What the task asks: Go through the data below line by line and report how many lines contain "model", giving only that figure.

Information supplied:
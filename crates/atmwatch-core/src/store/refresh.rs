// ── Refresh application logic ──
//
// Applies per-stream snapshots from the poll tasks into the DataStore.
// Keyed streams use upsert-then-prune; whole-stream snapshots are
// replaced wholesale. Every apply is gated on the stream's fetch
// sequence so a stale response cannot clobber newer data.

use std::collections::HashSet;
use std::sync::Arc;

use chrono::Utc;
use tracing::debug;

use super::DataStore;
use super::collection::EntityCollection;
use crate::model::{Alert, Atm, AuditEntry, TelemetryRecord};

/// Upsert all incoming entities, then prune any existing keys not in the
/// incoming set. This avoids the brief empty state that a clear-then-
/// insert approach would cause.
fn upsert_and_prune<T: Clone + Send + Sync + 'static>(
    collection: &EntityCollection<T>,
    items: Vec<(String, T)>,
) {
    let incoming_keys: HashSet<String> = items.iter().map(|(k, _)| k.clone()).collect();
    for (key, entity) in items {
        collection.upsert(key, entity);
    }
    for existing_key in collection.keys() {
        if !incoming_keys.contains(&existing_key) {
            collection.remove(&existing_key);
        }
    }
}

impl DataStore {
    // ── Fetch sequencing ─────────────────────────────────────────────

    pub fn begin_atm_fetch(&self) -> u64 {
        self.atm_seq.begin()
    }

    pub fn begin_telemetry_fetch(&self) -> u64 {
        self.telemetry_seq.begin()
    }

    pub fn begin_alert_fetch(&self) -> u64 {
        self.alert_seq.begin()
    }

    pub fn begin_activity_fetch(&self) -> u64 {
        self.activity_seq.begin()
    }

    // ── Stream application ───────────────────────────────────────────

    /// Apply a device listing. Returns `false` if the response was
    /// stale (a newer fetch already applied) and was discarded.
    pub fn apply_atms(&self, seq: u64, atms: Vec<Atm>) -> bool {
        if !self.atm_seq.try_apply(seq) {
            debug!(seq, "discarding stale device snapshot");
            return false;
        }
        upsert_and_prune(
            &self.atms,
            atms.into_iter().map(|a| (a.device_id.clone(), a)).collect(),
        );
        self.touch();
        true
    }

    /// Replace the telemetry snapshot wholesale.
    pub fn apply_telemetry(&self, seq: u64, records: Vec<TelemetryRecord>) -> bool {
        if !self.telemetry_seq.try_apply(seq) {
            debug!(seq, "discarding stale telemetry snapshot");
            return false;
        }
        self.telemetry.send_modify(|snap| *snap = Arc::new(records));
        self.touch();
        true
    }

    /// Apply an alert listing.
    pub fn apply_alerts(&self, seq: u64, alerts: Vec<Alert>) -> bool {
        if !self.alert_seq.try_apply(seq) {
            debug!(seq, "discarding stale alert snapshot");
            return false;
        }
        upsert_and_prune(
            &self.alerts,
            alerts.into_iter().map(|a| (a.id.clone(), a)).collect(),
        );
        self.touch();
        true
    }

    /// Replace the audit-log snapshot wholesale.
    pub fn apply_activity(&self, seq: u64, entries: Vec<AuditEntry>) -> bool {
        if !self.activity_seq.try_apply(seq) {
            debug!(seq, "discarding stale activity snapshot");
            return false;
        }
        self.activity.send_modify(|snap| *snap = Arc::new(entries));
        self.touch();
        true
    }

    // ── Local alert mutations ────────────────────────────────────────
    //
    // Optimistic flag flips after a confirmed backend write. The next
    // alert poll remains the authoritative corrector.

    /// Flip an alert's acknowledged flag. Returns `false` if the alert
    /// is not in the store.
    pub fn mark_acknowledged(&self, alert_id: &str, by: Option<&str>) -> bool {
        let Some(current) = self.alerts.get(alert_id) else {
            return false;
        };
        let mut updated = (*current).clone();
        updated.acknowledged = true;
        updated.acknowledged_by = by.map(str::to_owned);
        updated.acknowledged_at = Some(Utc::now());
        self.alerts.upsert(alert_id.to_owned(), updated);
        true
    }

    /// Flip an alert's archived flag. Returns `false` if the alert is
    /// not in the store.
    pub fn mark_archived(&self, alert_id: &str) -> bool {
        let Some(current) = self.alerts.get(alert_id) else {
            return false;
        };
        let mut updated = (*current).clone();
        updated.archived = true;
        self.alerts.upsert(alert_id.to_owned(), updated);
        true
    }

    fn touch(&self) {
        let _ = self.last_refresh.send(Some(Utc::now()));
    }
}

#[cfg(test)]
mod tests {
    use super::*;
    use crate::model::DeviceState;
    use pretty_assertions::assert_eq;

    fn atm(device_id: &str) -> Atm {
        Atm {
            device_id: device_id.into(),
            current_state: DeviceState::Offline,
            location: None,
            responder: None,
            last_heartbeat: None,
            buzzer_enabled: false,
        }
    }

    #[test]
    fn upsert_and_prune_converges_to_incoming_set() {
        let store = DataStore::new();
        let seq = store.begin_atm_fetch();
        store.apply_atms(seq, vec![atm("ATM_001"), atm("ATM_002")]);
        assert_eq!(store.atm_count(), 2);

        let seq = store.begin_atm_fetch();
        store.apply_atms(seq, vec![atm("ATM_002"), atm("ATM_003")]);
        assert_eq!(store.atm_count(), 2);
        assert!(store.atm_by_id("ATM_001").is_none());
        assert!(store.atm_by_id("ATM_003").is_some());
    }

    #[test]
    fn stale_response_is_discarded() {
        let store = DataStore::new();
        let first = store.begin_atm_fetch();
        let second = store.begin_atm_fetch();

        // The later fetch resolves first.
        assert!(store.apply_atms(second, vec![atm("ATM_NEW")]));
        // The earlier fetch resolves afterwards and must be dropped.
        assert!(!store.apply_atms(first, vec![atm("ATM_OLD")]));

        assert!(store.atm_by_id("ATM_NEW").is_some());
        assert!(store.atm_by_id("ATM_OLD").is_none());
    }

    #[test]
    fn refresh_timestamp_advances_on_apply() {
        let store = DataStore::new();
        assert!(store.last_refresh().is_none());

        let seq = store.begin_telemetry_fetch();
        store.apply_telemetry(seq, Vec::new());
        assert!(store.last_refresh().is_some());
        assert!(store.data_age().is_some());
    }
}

Solution to this task: 2